Eric Thomas Chester is an American author, socialist political activist, and former economics professor.

Early life 

Born in New York City, he is the son of Harry (an economist on the research staff of the United Auto Workers) and Alice (a psychiatrist né Fried) Chester. His parents were socialist activists from Vienna. They were forced to flee Austria after the Nazis invaded in February 1938, both because of their political activities and because they were Jewish.
 
Since the UAW is based in Detroit, Michigan, Chester spent much of his youth in the Detroit area.

Student activist 

Chester attended the University of Michigan from 1964 to 1973, receiving a BA and a PhD in economics. He joined the Students for a Democratic Society (SDS) soon after coming to Ann Arbor.

In the spring of 1965 he was among those answering the call of the Student Nonviolent Coordinating Committee (SNCC), going to Montgomery, Alabama, to demonstrate against Alabama's segregationist policies and the federal government’s unwillingness to end these policies. Later that summer he once again answered the call, going to Jackson, Mississippi, in support of people struggling against the segregationist policies of Mississippi. He spent 10 days in the Hinds County jail, in Mississippi.

In October 1965 he was arrested in Ann Arbor, Michigan in the first draft board sit-in as part of one of the first acts of civil disobedience against the American government's warfare against the people of Viet Nam. He served 15 days in the Washtenaw County Jail.
He was one of several students who were reclassified for immediate induction into the army because of their participation in the sit-in.
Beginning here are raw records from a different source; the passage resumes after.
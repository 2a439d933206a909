//! Event loop tying the catalog, fetcher, scheduler and view together.
//!
//! ```text
//!   Selector::select ─┐
//!   prefetch timer ───┼──▶ mpsc ──▶ EventLoop ──▶ PresentationSink
//!   fetch tasks ──────┘               │  owns Catalog + ViewController
//!        ▲                            │
//!        └──── tokio::spawn ◀─────────┘  (one task per request)
//! ```
//!
//! The loop is the only code that touches the catalog, the view controller or
//! the sink. Fetch tasks and the prefetch timer only send messages, so every
//! check-then-act on an item happens without interleaving and without locks.

use std::sync::Arc;

use tokio::sync::mpsc::{self, UnboundedReceiver, UnboundedSender, WeakUnboundedSender};
use tokio::sync::oneshot;
use tokio::task::JoinHandle;
use tracing::{debug, error, info, warn};

use crate::catalog::Catalog;
use crate::config::DashboardConfig;
use crate::domain::{ItemId, Prediction};
use crate::error::{CatalogLoadError, CoreError, DataKind, FetchFailed};
use crate::fetcher::{DataFetcher, HistoryPayload};
use crate::http_client::HttpClient;
use crate::scheduler::PrefetchScheduler;
use crate::sink::{NavEntry, PresentationSink};
use crate::view::{Selection, ViewController};

enum Event {
    Select(usize),
    PrefetchDue(ItemId),
    PrefetchFinished,
    HistoryDone {
        id: ItemId,
        result: Result<HistoryPayload, FetchFailed>,
    },
    PredictionDone {
        id: ItemId,
        result: Result<Prediction, FetchFailed>,
    },
    Snapshot(oneshot::Sender<Catalog>),
    WhenSettled(oneshot::Sender<()>),
    Shutdown,
}

/// Cloneable handle a front end uses to report navigation clicks.
#[derive(Debug, Clone)]
pub struct Selector {
    tx: UnboundedSender<Event>,
}

impl std::fmt::Debug for Event {
    fn fmt(&self, f: &mut std::fmt::Formatter<'_>) -> std::fmt::Result {
        match self {
            Self::Select(index) => write!(f, "Select({index})"),
            Self::PrefetchDue(id) => write!(f, "PrefetchDue({id})"),
            Self::PrefetchFinished => f.write_str("PrefetchFinished"),
            Self::HistoryDone { id, result } => {
                write!(f, "HistoryDone({id}, ok={})", result.is_ok())
            }
            Self::PredictionDone { id, result } => {
                write!(f, "PredictionDone({id}, ok={})", result.is_ok())
            }
            Self::Snapshot(_) => f.write_str("Snapshot"),
            Self::WhenSettled(_) => f.write_str("WhenSettled"),
            Self::Shutdown => f.write_str("Shutdown"),
        }
    }
}

impl Selector {
    /// Select the navigation entry at `index`. Returns `false` once the
    /// dashboard has stopped.
    pub fn select(&self, index: usize) -> bool {
        self.tx.send(Event::Select(index)).is_ok()
    }
}

/// Entry point: load the catalog and start the event loop.
#[derive(Debug)]
pub struct Dashboard;

impl Dashboard {
    /// Fetch the catalog, render the navigation list, start the background
    /// prefetch pass and return a handle to the running dashboard.
    ///
    /// A catalog load failure is returned as-is; nothing is started.
    pub async fn start(
        config: DashboardConfig,
        http_client: Arc<dyn HttpClient>,
        mut sink: Box<dyn PresentationSink>,
    ) -> Result<DashboardHandle, CatalogLoadError> {
        let fetcher = DataFetcher::new(http_client, &config);
        let catalog = fetcher.fetch_list().await.inspect_err(|e| {
            error!(error = %e, api_url = %config.api_url, "failed to load catalog");
        })?;
        info!(items = catalog.len(), "catalog loaded");

        let (tx, rx) = mpsc::unbounded_channel();
        sink.render_navigation(
            &NavEntry::from_catalog(&catalog),
            Selector { tx: tx.clone() },
        );

        let plan = PrefetchScheduler::new(config.prefetch_stagger).plan(&catalog);
        let prefetch_tx = tx.clone();
        tokio::spawn(async move {
            PrefetchScheduler::run(plan, |id| prefetch_tx.send(Event::PrefetchDue(id)).is_ok())
                .await;
            let _ = prefetch_tx.send(Event::PrefetchFinished);
        });

        let event_loop = EventLoop {
            len: catalog.len(),
            catalog,
            view: ViewController::new(),
            sink,
            fetcher,
            tx: tx.downgrade(),
            in_flight: 0,
            prefetch_finished: false,
            settle_waiters: Vec::new(),
        };
        let task = tokio::spawn(event_loop.run(rx));

        Ok(DashboardHandle {
            tx,
            task: Some(task),
        })
    }
}

/// Handle to a running dashboard. Dropping it stops the event loop.
#[derive(Debug)]
pub struct DashboardHandle {
    tx: UnboundedSender<Event>,
    task: Option<JoinHandle<()>>,
}

impl DashboardHandle {
    pub fn selector(&self) -> Selector {
        Selector {
            tx: self.tx.clone(),
        }
    }

    pub fn select(&self, index: usize) -> Result<(), CoreError> {
        self.send(Event::Select(index))
    }

    /// Copy of the catalog as the event loop currently sees it.
    pub async fn snapshot(&self) -> Result<Catalog, CoreError> {
        let (reply, response) = oneshot::channel();
        self.send(Event::Snapshot(reply))?;
        response.await.map_err(|_| CoreError::Stopped)
    }

    /// Resolves once the prefetch pass has fired every entry and every
    /// request issued so far has reported back.
    pub async fn wait_until_settled(&self) -> Result<(), CoreError> {
        let (reply, response) = oneshot::channel();
        self.send(Event::WhenSettled(reply))?;
        response.await.map_err(|_| CoreError::Stopped)
    }

    /// Stop the event loop and wait for it to exit. In-flight requests are
    /// not cancelled; their results are simply dropped.
    pub async fn shutdown(mut self) -> Result<(), CoreError> {
        let _ = self.tx.send(Event::Shutdown);
        match self.task.take() {
            Some(task) => task.await.map_err(|_| CoreError::Stopped),
            None => Ok(()),
        }
    }

    fn send(&self, event: Event) -> Result<(), CoreError> {
        self.tx.send(event).map_err(|_| CoreError::Stopped)
    }
}

impl Drop for DashboardHandle {
    fn drop(&mut self) {
        if self.task.is_some() {
            let _ = self.tx.send(Event::Shutdown);
        }
    }
}

struct EventLoop {
    catalog: Catalog,
    len: usize,
    view: ViewController,
    sink: Box<dyn PresentationSink>,
    fetcher: DataFetcher,
    tx: WeakUnboundedSender<Event>,
    in_flight: usize,
    prefetch_finished: bool,
    settle_waiters: Vec<oneshot::Sender<()>>,
}

impl EventLoop {
    async fn run(mut self, mut rx: UnboundedReceiver<Event>) {
        while let Some(event) = rx.recv().await {
            debug!(?event, "dashboard event");
            match event {
                Event::Select(index) => self.on_select(index),
                Event::PrefetchDue(id) => self.on_prefetch_due(id),
                Event::PrefetchFinished => {
                    self.prefetch_finished = true;
                    debug!(
                        fetched = self.catalog.fetched_count(),
                        items = self.len,
                        "prefetch pass finished scheduling"
                    );
                }
                Event::HistoryDone { id, result } => self.on_history_done(id, result),
                Event::PredictionDone { id, result } => self.on_prediction_done(id, result),
                Event::Snapshot(reply) => {
                    let _ = reply.send(self.catalog.clone());
                }
                Event::WhenSettled(reply) => self.settle_waiters.push(reply),
                Event::Shutdown => break,
            }
            self.notify_if_settled();
        }
        debug!("dashboard event loop stopped");
    }

    fn on_select(&mut self, index: usize) {
        if self.catalog.try_get(index).is_none() {
            warn!(index, items = self.len, "ignoring selection outside the catalog");
            return;
        }

        match self.view.select_item(&self.catalog, self.sink.as_mut(), index) {
            Selection::FetchNow(id) => {
                debug!(item = %id, "selected item not cached; fetching now");
                self.fetch(id);
            }
            Selection::Unavailable => {
                debug!(index, "selected item has no data; history fetch failed earlier");
            }
            Selection::Rendered | Selection::Pending => {}
        }
    }

    fn on_prefetch_due(&mut self, id: ItemId) {
        let item = self.catalog.item(id);
        if item.is_fetched() || item.attempted(DataKind::History) {
            debug!(item = %id, symbol = %item.symbol(), "prefetch skipped; already requested");
            return;
        }
        self.fetch(id);
    }

    fn fetch(&mut self, id: ItemId) {
        let Some(tx) = self.tx.upgrade() else {
            return;
        };
        let symbol = self.catalog.item(id).symbol().clone();

        if self.catalog.begin_attempt(id, DataKind::History) {
            self.in_flight += 1;
            let fetcher = self.fetcher.clone();
            let tx = tx.clone();
            let symbol = symbol.clone();
            tokio::spawn(async move {
                let result = fetcher.fetch_history(&symbol).await;
                let _ = tx.send(Event::HistoryDone { id, result });
            });
        }

        if self.catalog.begin_attempt(id, DataKind::Prediction) {
            self.in_flight += 1;
            let fetcher = self.fetcher.clone();
            tokio::spawn(async move {
                let result = fetcher.fetch_prediction(&symbol).await;
                let _ = tx.send(Event::PredictionDone { id, result });
            });
        }
    }

    fn on_history_done(&mut self, id: ItemId, result: Result<HistoryPayload, FetchFailed>) {
        self.in_flight = self.in_flight.saturating_sub(1);
        match result {
            Ok(payload) => {
                // Any prediction that beat the history here is already in the catalog.
                let rendered = self.view.on_fetch_complete(
                    &mut self.catalog,
                    self.sink.as_mut(),
                    id,
                    payload.history,
                    payload.range52,
                    None,
                );
                debug!(item = %id, rendered, "history cached");
            }
            Err(failure) => {
                warn!(
                    item = %id,
                    symbol = %failure.symbol,
                    reason = %failure.reason,
                    "history fetch failed"
                );
                self.catalog.record_failure(id, DataKind::History);
            }
        }
    }

    fn on_prediction_done(&mut self, id: ItemId, result: Result<Prediction, FetchFailed>) {
        self.in_flight = self.in_flight.saturating_sub(1);
        match result {
            Ok(prediction) => {
                let rendered = self.view.on_prediction_complete(
                    &mut self.catalog,
                    self.sink.as_mut(),
                    id,
                    prediction,
                );
                debug!(item = %id, rendered, "prediction cached");
            }
            Err(failure) => {
                warn!(
                    item = %id,
                    symbol = %failure.symbol,
                    reason = %failure.reason,
                    "prediction fetch failed"
                );
                self.catalog.record_failure(id, DataKind::Prediction);
            }
        }
    }

    fn notify_if_settled(&mut self) {
        if !self.prefetch_finished || self.in_flight > 0 || self.settle_waiters.is_empty() {
            return;
        }
        for waiter in self.settle_waiters.drain(..) {
            let _ = waiter.send(());
        }
    }
}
A landmark decision by the U. S. 2nd Circuit Court ruled that the draft could not be used to punish protestors.

Chester helped to form the Radical Independent Party in Ann Arbor in 1970. RIP elected two members to the Ann Arbor City Council in April 1972.  It later merged into the Michigan Human Rights Party (United States).

Career and later activism 

Chester moved to Boston, Mass in 1973. He taught economics at the University of Massachusetts-Boston from 1973-1978, where he helped to organize the faculty-staff union, an affiliate of the National Education Association.  He was also active in the New American Movement during this period.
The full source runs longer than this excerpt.